The experience sharpened her resolve to reach out to others in need. As a successful real estate agent, she knew many women who shared her passion and—alongside her two sisters—devised a creative idea for fund-raising, ultimately forming the Placer County nonprofit: Power of 100 Women.
The premise is as simple as it is appealing. One hundred women, recruited by Parmis and her sister, Amitis, owner of THE STUDIO Martial Arts and Fitness in Roseville (the third sister, Amalis, lives in San Diego), pledge to attend a dinner at a stylish restaurant four times a year and donate money to local nonprofits. Parmis chooses a theme for the evening, invites related nonprofits to pitch their programs, then, after extensive vetting, selects three to attend the dinner and tell their stories. Each member allocates a minimum of $100 among the presenters. Last year, its first, the group exceeded their $40,000 target and raised $75,000.

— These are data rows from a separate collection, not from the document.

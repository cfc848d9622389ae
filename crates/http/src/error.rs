//! Web call error types.

use std::{error::Error as StdError, io, path::PathBuf};

use {thiserror::Error, webcall_config::ConfigError};

use crate::method::HttpMethod;

/// Lowercased message fragments that mark an error as a timeout.
const TIMEOUT_MESSAGE_PORTIONS: [&str; 3] = ["timeout", "timed out", "time out"];

/// Errors raised while building or performing a web call.
#[derive(Debug, Error)]
pub enum WebError {
    /// Loading the properties behind a request failed.
    #[error(transparent)]
    Config(#[from] ConfigError),

    /// The HTTP client failed to build, connect, send or read.
    #[error("HTTP call failed")]
    Transport(#[from] reqwest::Error),

    /// A body or response could not be converted to or from JSON.
    #[error("failed to convert data to or from JSON")]
    Json(#[from] serde_json::Error),

    /// A charset label is not known to the decoder.
    #[error("unsupported character set: {0}")]
    UnsupportedCharset(String),

    /// The request has no target URL.
    #[error("request has no URL")]
    MissingUrl,

    /// The request has no HTTP method.
    #[error("request has no HTTP method")]
    MissingMethod,

    #[error("cannot complete a {method} operation without some form of body")]
    MissingBody { method: HttpMethod },

    #[error("cannot complete a {method} operation with a body")]
    UnexpectedBody { method: HttpMethod },

    #[error("invalid media type: {0}")]
    InvalidMediaType(String),

    /// An upload file could not be read.
    #[error("failed to read body file {}", path.display())]
    BodyFile {
        path: PathBuf,
        #[source]
        source: io::Error,
    },

    /// A TLS provider or JSON codec failed.
    #[error("provider {name} failed: {message}")]
    Provider { name: String, message: String },
}

impl WebError {
    /// Whether this error, or anything in its source chain, is a timeout.
    pub fn is_timeout(&self) -> bool {
        let mut current: Option<&(dyn StdError + 'static)> = Some(self);
        while let Some(err) = current {
            if let Some(e) = err.downcast_ref::<reqwest::Error>()
                && e.is_timeout()
            {
                return true;
            }
            if let Some(e) = err.downcast_ref::<io::Error>()
                && e.kind() == io::ErrorKind::TimedOut
            {
                return true;
            }
            let message = err.to_string().to_lowercase();
            if TIMEOUT_MESSAGE_PORTIONS.iter().any(|p| message.contains(p)) {
                return true;
            }
            current = err.source();
        }
        false
    }
}

pub type Result<T, E = WebError> = std::result::Result<T, E>;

The approach is perfect for busy women, Parmis says. The financial commitment is low enough that anyone can participate yet the collective impact is dramatic. The women get to choose exactly whom their money will benefit and enjoy a relaxing evening together without the stress of putting on a big production.
Though the goal per quarter is $10,000, each meeting’s donations have exceeded that amount. Often the women are so moved by the presenters they give to all of them. Some provide additional in-kind services. Garri Tsibel, DDS, from Olympus Pointe Orthodontics in Roseville, for example, offered braces to a foster child with badly misaligned teeth; the owner of Rima Boutique in Roseville outfitted a homeless woman from the Acres of Hope program; and Amitis often provides free taekwondo instruction at her studio.
Mindful of the young accident victim she couldn’t help, Parmis also networks through her group to fund-raise for immediate crises; last year, she arranged a private movie showing to generate money for victims of the Napa fires. At Christmas, Amitis opened her studio for a Santa Claus party for preschoolers and kindergartners, who—along with Saint Nick—decorated and filled 200 snack bags for the homeless.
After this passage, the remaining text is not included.